Canteremo tutti. E pregheremo. Chi arriva presto siederà davanti, dove
di solito si mettono le autorità che mai cantano e mai pregano, che
nelle messe, ma anche nei concerti, guardano l'orologio con malcelata
impazienza. Ma non sarà, no, non sarà un concerto. Sulla gradinata che
si innalza al presbiterio ci saranno duecento voci che canteranno al-l'unisono sostenute dall'arte organistica di Francesco Finotti. Da
Asiago scenderà il coro parrocchiale del duomo, dove il salmi, gli inni,
i cantici di Turoldo, proposti da Andrea Pinaroli, vengono intonati da
molto tempo nelle liturgie. Ci sarà la Cappella Monteberico di padre
Ruggero Pitton, che nei concerti polifonici inserisce spesso la
trasparenza della poesia turoldiana, la sola capace di coinvolgere e di
commuovere. Da Colognola ai Colli, all'imbocco della Valle d'Illasi,
verrà il gruppo parrocchiale condotto da Eliana Lerco di San Zeno, "la
Pieve campestre della tenerezza", dove padre David andava spesso a
cercare conforto dagli attacchi anche violenti dei suoi detrattori. Ed è
stata, la sua, una lunga stagione di sofferenze, di tormenti, di
incomprensioni, di persecuzioni non ancora finite. Dalla Lessinia, la
montagna veronese, proprio da Velo, verranno le ragazze e ragazzi del
vivacissimo Coro La Falìa con la creativa direziono di Alessandro
Anderloni, commediografo, regista, scrittore e poeta. Dalla città di
Verona verranno i quaranta giovani del Coro la Cordata, che con la
direzione di Francesco Peruch, violoncellista di speranza, hanno portato
ovunque il cantare disteso dell'arte e della fede, fino a Nomadelfia
poco tempo fa, nel miracolo mai concluso di don Zeno Saltini. E ci
saranno i miei forti Crodaioli.
Proseguiremo così, idealmente, dalle alte, sapienti e illuminanti parole
di monsignor Ravasi che nel pomeriggio, sempre in cattedrale, inviterà
Vicenza ai giorni intensi della Bibbia.
Ismaele Passoni, giovane intellettuale bergamasco, lavorava a far
melodie nuove e profondamente ispirate sulle poetiche strofe turoldiane.

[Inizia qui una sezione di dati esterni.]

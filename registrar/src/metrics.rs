use std::time::Instant;

use axum::{
    body::Body, extract::MatchedPath, http::Request, middleware::Next, response::IntoResponse,
};
use metrics_exporter_prometheus::{BuildError, PrometheusBuilder, PrometheusHandle};

/// Install the global Prometheus recorder. Can only succeed once per process.
pub fn setup_metrics_recorder() -> Result<PrometheusHandle, BuildError> {
    const EXPONENTIAL_SECONDS: &[f64] = &[
        0.005, 0.01, 0.025, 0.05, 0.1, 0.25, 0.5, 1.0, 2.5, 5.0, 10.0,
    ];

    PrometheusBuilder::new()
        .set_buckets(EXPONENTIAL_SECONDS)?
        .install_recorder()
}

/// Middleware to record some common HTTP metrics
pub async fn track_metrics(req: Request<Body>, next: Next) -> impl IntoResponse {
    let start = Instant::now();

    let path = if let Some(matched_path) = req.extensions().get::<MatchedPath>() {
        matched_path.as_str().to_owned()
    } else {
        req.uri().path().to_owned()
    };

    let method = req.method().clone();

    let response = next.run(req).await;

    let latency = start.elapsed().as_secs_f64();
    let status = response.status().as_u16().to_string();

    let labels = [
        ("method", method.to_string()),
        ("path", path),
        ("status", status),
    ];

    metrics::counter!("http_requests_total", &labels).increment(1);
    metrics::histogram!("http_requests_duration_seconds", &labels).record(latency);

    response
}
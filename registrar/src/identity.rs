use std::ffi::OsString;
use std::io;

use crate::config::Config;
use crate::error::IdentityError;

/// The identity this process registers and renews under.
///
/// Built once at startup and shared read-only between the registration and
/// renewal tasks, so both always address the same registry record.
#[derive(Debug, Clone, PartialEq, Eq)]
pub struct InstanceIdentity {
    host_name: String,
    service_name: String,
    service_port: String,
    instance_id: String,
}

impl InstanceIdentity {
    pub fn new(host_name: &str, service_name: &str, service_port: &str) -> Self {
        Self {
            host_name: host_name.to_owned(),
            service_name: service_name.to_owned(),
            service_port: service_port.to_owned(),
            instance_id: format!("{}:{}:{}", host_name, service_name, service_port),
        }
    }

    /// Resolve the identity from configuration and the local host name.
    pub fn resolve(config: &Config) -> Result<Self, IdentityError> {
        Self::resolve_with(config, hostname::get)
    }

    /// Resolve the identity, reading the host name from `host_name`.
    pub fn resolve_with<H>(config: &Config, host_name: H) -> Result<Self, IdentityError>
    where
        H: FnOnce() -> io::Result<OsString>,
    {
        let host_name = host_name()?
            .into_string()
            .map_err(IdentityError::HostNameEncodingError)?;

        Ok(Self::new(
            &host_name,
            config.service_name(),
            config.service_port(),
        ))
    }

    pub fn host_name(&self) -> &str {
        &self.host_name
    }

    pub fn service_name(&self) -> &str {
        &self.service_name
    }

    pub fn service_port(&self) -> &str {
        &self.service_port
    }

    pub fn instance_id(&self) -> &str {
        &self.instance_id
    }
}
use std::time::{Duration, Instant};

use httpmock::prelude::*;
use registrar::config::{Config, EnvMsDuration};
use registrar::identity::InstanceIdentity;
use registrar::server::serve;
use tokio::net::TcpListener;
use tokio::sync::oneshot;
use tokio::task::JoinHandle;

fn config(eureka_server: &str, renewal_interval: Duration) -> Config {
    Config {
        host: "127.0.0.1".to_owned(),
        service_name: Some("svcA".to_owned()),
        service_port: Some("0".to_owned()),
        eureka_server: Some(eureka_server.to_owned()),
        registration_retry_delay: EnvMsDuration(Duration::from_millis(100)),
        renewal_interval: EnvMsDuration(renewal_interval),
        request_timeout: EnvMsDuration(Duration::from_secs(2)),
        export_prometheus: false,
    }
}

struct TestServer {
    base: String,
    stop: oneshot::Sender<()>,
    handle: JoinHandle<Result<(), registrar::error::ServeError>>,
}

impl TestServer {
    async fn start(config: Config) -> Self {
        let listener = TcpListener::bind(config.bind().unwrap()).await.unwrap();
        let base = format!("http://{}", listener.local_addr().unwrap());
        let (stop, stopped) = oneshot::channel::<()>();

        let handle = tokio::spawn(serve(config, listener, async move {
            stopped.await.ok();
        }));

        Self { base, stop, handle }
    }

    async fn shutdown(self) {
        self.stop.send(()).unwrap();
        self.handle
            .await
            .expect("server task panicked")
            .expect("server failed");
    }
}

#[tokio::test]
async fn health_is_served_while_registry_is_unreachable() {
    // Nothing listens on the discard port, so registration keeps retrying.
    let server = TestServer::start(config(
        "http://127.0.0.1:9/eureka/",
        Duration::from_secs(30),
    ))
    .await;

    let started = Instant::now();
    let response = reqwest::get(format!("{}/health", server.base))
        .await
        .expect("health request failed");

    assert_eq!(response.status(), 200);
    assert_eq!(response.text().await.unwrap(), r#"{"status":"UP"}"#);
    assert!(started.elapsed() < Duration::from_secs(2));

    let ping = reqwest::get(format!("{}/v1/ping", server.base))
        .await
        .unwrap();
    assert_eq!(ping.text().await.unwrap(), r#"{"message":"hello"}"#);

    server.shutdown().await;
}

#[tokio::test]
async fn registers_once_and_keeps_renewing() {
    let registry = MockServer::start_async().await;
    let config = config(&registry.url("/eureka/"), Duration::from_millis(200));

    let identity = InstanceIdentity::resolve(&config).unwrap();
    let instance_path = format!("/eureka/apps/svcA/{}", identity.instance_id());

    let register = registry
        .mock_async(|when, then| {
            when.method(POST)
                .path("/eureka/apps/svcA")
                .header("content-type", "application/xml")
                .body_contains(format!("<instanceId>{}</instanceId>", identity.instance_id()));
            then.status(500);
        })
        .await;
    let renew = registry
        .mock_async(|when, then| {
            when.method(PUT).path(instance_path);
            then.status(200);
        })
        .await;

    let server = TestServer::start(config).await;

    let deadline = Instant::now() + Duration::from_secs(5);
    while renew.hits_async().await < 3 {
        assert!(Instant::now() < deadline, "renewal did not keep heartbeating");
        tokio::time::sleep(Duration::from_millis(50)).await;
    }

    // A 500 still ends the registration attempt.
    assert_eq!(register.hits_async().await, 1);

    server.shutdown().await;
}
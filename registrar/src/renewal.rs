use std::time;

use tokio::time::MissedTickBehavior;
use tokio_util::sync::CancellationToken;
use tracing::{error, info};

use crate::client::RegistryClient;
use crate::identity::InstanceIdentity;

/// Heartbeat the registration of `identity` every `interval` until cancelled.
///
/// The first heartbeat is sent immediately. No outcome is fatal: failures and
/// error statuses are logged and the next heartbeat goes out on the next tick.
pub async fn renew_forever<C>(
    client: &C,
    identity: &InstanceIdentity,
    interval: time::Duration,
    cancel: CancellationToken,
) where
    C: RegistryClient + ?Sized,
{
    let mut ticker = tokio::time::interval(interval);
    // Keep the schedule fixed: a slow heartbeat must not cause a burst of catch-up ticks.
    ticker.set_missed_tick_behavior(MissedTickBehavior::Skip);

    loop {
        tokio::select! {
            _ = cancel.cancelled() => break,
            _ = ticker.tick() => {}
        }

        let result = tokio::select! {
            _ = cancel.cancelled() => break,
            result = client.renew(identity) => result,
        };

        match result {
            Ok(status) => {
                metrics::counter!("registry_renewals_total", "outcome" => "ok").increment(1);
                metrics::gauge!("registry_last_status", "call" => "renew")
                    .set(f64::from(status.as_u16()));
                info!("eureka renew status: {}", status);
            }
            Err(e) => {
                metrics::counter!("registry_renewals_total", "outcome" => "error").increment(1);
                error!("eureka renew error: {}", e);
            }
        }
    }

    info!("eureka renewal for {} stopped", identity.instance_id());
}
use std::time;

use async_trait::async_trait;
use reqwest::{header, StatusCode};
use url::Url;

use crate::document::RegistrationDocument;
use crate::error::RegistryError;
use crate::identity::InstanceIdentity;

/// A single round-trip to the discovery registry.
///
/// Implementations return `Ok` for any HTTP response, whatever its status,
/// and `Err` only when no response was received.
#[async_trait]
pub trait RegistryClient: Send + Sync {
    /// Submit the registration document for `identity`.
    async fn register(&self, identity: &InstanceIdentity) -> Result<StatusCode, RegistryError>;

    /// Send a heartbeat for the registration of `identity`.
    async fn renew(&self, identity: &InstanceIdentity) -> Result<StatusCode, RegistryError>;
}

/// `RegistryClient` speaking the Eureka REST API.
pub struct EurekaClient {
    /// Base URL of the registry, e.g. `http://discovery-server:8761/eureka/`.
    base: Url,
    /// The client used for HTTP requests.
    client: reqwest::Client,
}

impl EurekaClient {
    pub fn new(base: Url, request_timeout: time::Duration) -> Result<Self, reqwest::Error> {
        let client = reqwest::Client::builder()
            .user_agent(concat!("registrar/", env!("CARGO_PKG_VERSION")))
            .timeout(request_timeout)
            .build()?;

        Ok(Self { base, client })
    }

    /// `<base>/apps/<service name>`
    pub fn app_url(&self, identity: &InstanceIdentity) -> Result<Url, RegistryError> {
        self.url_for(&["apps", identity.service_name()])
    }

    /// `<base>/apps/<service name>/<instance id>`
    pub fn instance_url(&self, identity: &InstanceIdentity) -> Result<Url, RegistryError> {
        self.url_for(&["apps", identity.service_name(), identity.instance_id()])
    }

    fn url_for(&self, segments: &[&str]) -> Result<Url, RegistryError> {
        let mut url = self.base.clone();
        url.path_segments_mut()
            .map_err(|_| RegistryError::InvalidEndpoint(self.base.clone()))?
            .pop_if_empty()
            .extend(segments);
        Ok(url)
    }
}

#[async_trait]
impl RegistryClient for EurekaClient {
    async fn register(&self, identity: &InstanceIdentity) -> Result<StatusCode, RegistryError> {
        let url = self.app_url(identity)?;
        let body = RegistrationDocument::new(identity).to_xml()?;

        let response = self
            .client
            .post(url)
            .header(header::CONTENT_TYPE, "application/xml")
            .body(body)
            .send()
            .await?;

        Ok(response.status())
    }

    async fn renew(&self, identity: &InstanceIdentity) -> Result<StatusCode, RegistryError> {
        let url = self.instance_url(identity)?;

        let response = self.client.put(url).send().await?;

        Ok(response.status())
    }
}
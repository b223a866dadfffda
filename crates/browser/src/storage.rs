//! Local storage and `document.cookie` back-ends

use cookie::Cookie;
use sc_login_core::{CookieOptions, CookieStore, CoreError, CoreResult, DurableStore};
use wasm_bindgen::{JsCast, JsValue};
use web_sys::{HtmlDocument, Storage};

/// `window.localStorage`
#[derive(Debug, Clone, Copy, Default)]
pub struct LocalStorageStore;

fn local_storage() -> CoreResult<Storage> {
    web_sys::window()
        .and_then(|window| window.local_storage().ok().flatten())
        .ok_or_else(|| CoreError::storage("local storage is not available"))
}

impl DurableStore for LocalStorageStore {
    fn get(&self, key: &str) -> Option<String> {
        local_storage().ok()?.get_item(key).ok().flatten()
    }

    fn set(&self, key: &str, value: &str) -> CoreResult<()> {
        local_storage()?
            .set_item(key, value)
            .map_err(|e| CoreError::storage(format!("failed to write {key}: {}", js_error(&e))))
    }

    fn remove(&self, key: &str) -> CoreResult<()> {
        local_storage()?
            .remove_item(key)
            .map_err(|e| CoreError::storage(format!("failed to remove {key}: {}", js_error(&e))))
    }
}

/// Cookies of the current document
#[derive(Debug, Clone, Copy, Default)]
pub struct DocumentCookieStore;

fn html_document() -> CoreResult<HtmlDocument> {
    web_sys::window()
        .and_then(|window| window.document())
        .and_then(|document| document.dyn_into::<HtmlDocument>().ok())
        .ok_or_else(|| CoreError::storage("no HTML document to hold cookies"))
}

fn write_cookie(cookie: Cookie<'_>) -> CoreResult<()> {
    html_document()?
        .set_cookie(&cookie.encoded().to_string())
        .map_err(|e| CoreError::storage(format!("failed to set cookie: {}", js_error(&e))))
}

impl CookieStore for DocumentCookieStore {
    fn get(&self, name: &str) -> Option<String> {
        let cookies = html_document().ok()?.cookie().ok()?;
        Cookie::split_parse_encoded(cookies)
            .filter_map(Result::ok)
            .find(|cookie| cookie.name() == name)
            .map(|cookie| cookie.value().to_string())
    }

    fn put(&self, name: &str, value: &str, options: &CookieOptions) -> CoreResult<()> {
        let max_age = i64::try_from(options.max_age.as_secs()).unwrap_or(i64::MAX);
        write_cookie(build_cookie(name, value, options, time::Duration::seconds(max_age)))
    }

    fn remove(&self, name: &str, options: &CookieOptions) -> CoreResult<()> {
        write_cookie(build_cookie(name, "", options, time::Duration::ZERO))
    }
}

/// Cookie shared across the domain; an empty domain yields a host-only cookie.
/// Name and value are percent-encoded when written.
fn build_cookie<'c>(
    name: &'c str,
    value: &'c str,
    options: &'c CookieOptions,
    max_age: time::Duration,
) -> Cookie<'c> {
    let mut builder = Cookie::build((name, value))
        .path("/")
        .secure(options.secure)
        .max_age(max_age);
    if !options.domain.is_empty() {
        builder = builder.domain(options.domain.as_str());
    }
    builder.build()
}

fn js_error(value: &JsValue) -> String {
    value.as_string().unwrap_or_else(|| format!("{value:?}"))
}
//! CLI configuration utilities

use anyhow::{Context, Result};
use sc_login_core::AuthConfig;
use std::path::{Path, PathBuf};

/// Default data directory: `SC_LOGIN_STATE_DIR`, else the platform data dir
pub fn default_data_dir() -> PathBuf {
    if let Ok(dir) = std::env::var("SC_LOGIN_STATE_DIR") {
        PathBuf::from(dir)
    } else {
        dirs::data_dir()
            .unwrap_or_else(|| PathBuf::from("."))
            .join("sc-login")
    }
}

/// Load configuration from the given file, or `config.json` in the data
/// directory when present, or the environment alone
pub fn load_config(path: Option<&Path>, data_dir: &Path) -> Result<AuthConfig> {
    let default_path = data_dir.join("config.json");
    let path = path.or_else(|| default_path.exists().then_some(default_path.as_path()));

    let config = match path {
        Some(path) => AuthConfig::from_file(path)
            .with_context(|| format!("failed to load {}", path.display()))?,
        None => AuthConfig::from_env()?,
    };
    Ok(config)
}

/// Save configuration as JSON
pub fn save_config<P: AsRef<Path>>(config: &AuthConfig, path: P) -> Result<()> {
    let content = serde_json::to_string_pretty(config)?;
    std::fs::write(path, content)?;
    Ok(())
}
//! Initialization functions for tracing

use tracing_subscriber::{EnvFilter, layer::SubscriberExt, util::SubscriberInitExt};

use crate::error::{CoreError, CoreResult};
use crate::tracing::config::InstrumentationConfig;

/// Initialize tracing with the given configuration
///
/// # Errors
///
/// Returns an error if a global subscriber is already installed
pub fn init_tracing(config: &InstrumentationConfig) -> CoreResult<()> {
    // RUST_LOG wins over the configured level
    let env_filter = EnvFilter::try_from_default_env()
        .or_else(|_| EnvFilter::try_new(&config.log_level))
        .unwrap_or_else(|_| EnvFilter::new("info"));

    let registry = tracing_subscriber::registry().with(env_filter);

    let result = if config.json {
        registry
            .with(tracing_subscriber::fmt::layer().json().with_target(true))
            .try_init()
    } else {
        registry
            .with(tracing_subscriber::fmt::layer().with_target(true))
            .try_init()
    };

    result.map_err(|e| CoreError::invalid_config(format!("tracing already initialized: {e}")))?;

    tracing::debug!(service = %config.service_name, "Tracing initialized");
    Ok(())
}

/// Initialize with default configuration from environment
///
/// # Errors
///
/// Returns an error if a global subscriber is already installed
pub fn init_default() -> CoreResult<()> {
    init_tracing(&InstrumentationConfig::from_env())
}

Erano gli anni Settanta. L'ufficialità musicale lombarda pareva non
accettare la novità di quel cantare in melodia chiusa, facilmente
memoriz-zabile, che proseguiva dalla migliore tradizione liturgica,
mentre intorno si salmeggiava nei recitativi solistici con traduzioni
impossibili, mentre nel dopo-Concilio arrivavano da ogni dove le
invenzioni musicali più strampalate che ancora, purtroppo, resistono
oltre il decoro e soprattutto oltre il buonsenso. Una sera che padre
David concelebrava la messa a Bergamo con il vescovo Gaddi, sentendo un
coro che cantava "Resta con noi, non ci lasciar, la notte mai più
scenderà. .. ", disse sottovoce: «Che testi, Dio mio, che testi». E il
coraggioso vescovo, che più volte lo aveva aiutato e difeso, rispose:
«No che testi: che teste!».
Un altro giorno di quegli anni, che a Monte Berico, in un'animata tavola
rotonda, il vescovo Zinato discuteva con monsignor Dalla Libera sulla
scelta dei nuovi canti per la messa, anche sulla loro durata, mi alzai a
dire che se le prediche fossero state meno lunghe, più misurate, meno
torrenziali e meno dispersive, ci sarebbe stato lo spazio ideale per
cantare e pregare. Il battagliero monsignor Dalla Libera sottolineò
subito, allora, il lontano invito del vescovo Rodolfi alla diocesi
vicentina e all'Italia: «Che il popolo canti». C'era anche padre Turoldo,
che mi invitò a Sotto il Monte per affiancare Passoni nel lavoro
musicale. Veniva, padre David, dal Capitolo dei Servi di Maria. A un
amico aveva confidato: «Se non imparo a trattenermi, qui mi fanno fare
el salto del sbiro».
E stato un lungo tempo di speranza, di felicità. Di illusioni? David,
nelle sere operose, citava spesso agli amici una frase di Goffredo
Parise: «La poesia va e viene, vive e muore quando vuole lei: non bada
ai nostri programmi». Lassù, a Sant'Egidio, la poesia correva sulle
stagioni, la si respirava nel profumo del fieno, nel silenzio dei
boschi, nella festosità dell'uva, delle castagne, nel miracolo della
neve. E si cantava "Resta con noi, Signore, la sera, quando le ombre si
mettono in via... ti conosciamo nel frangere il pane... senza di te ogni
cuore è un deserto". Una domenica di fine maggio, mentre ci si preparava
alla messa, tuonò un temporale col cielo subito scuro. Padre David, già
pronto con la casula bianca, disse alla gente «Andiamo a dare una mano a
raccogliere, a salvare il fieno: la messa può aspettare».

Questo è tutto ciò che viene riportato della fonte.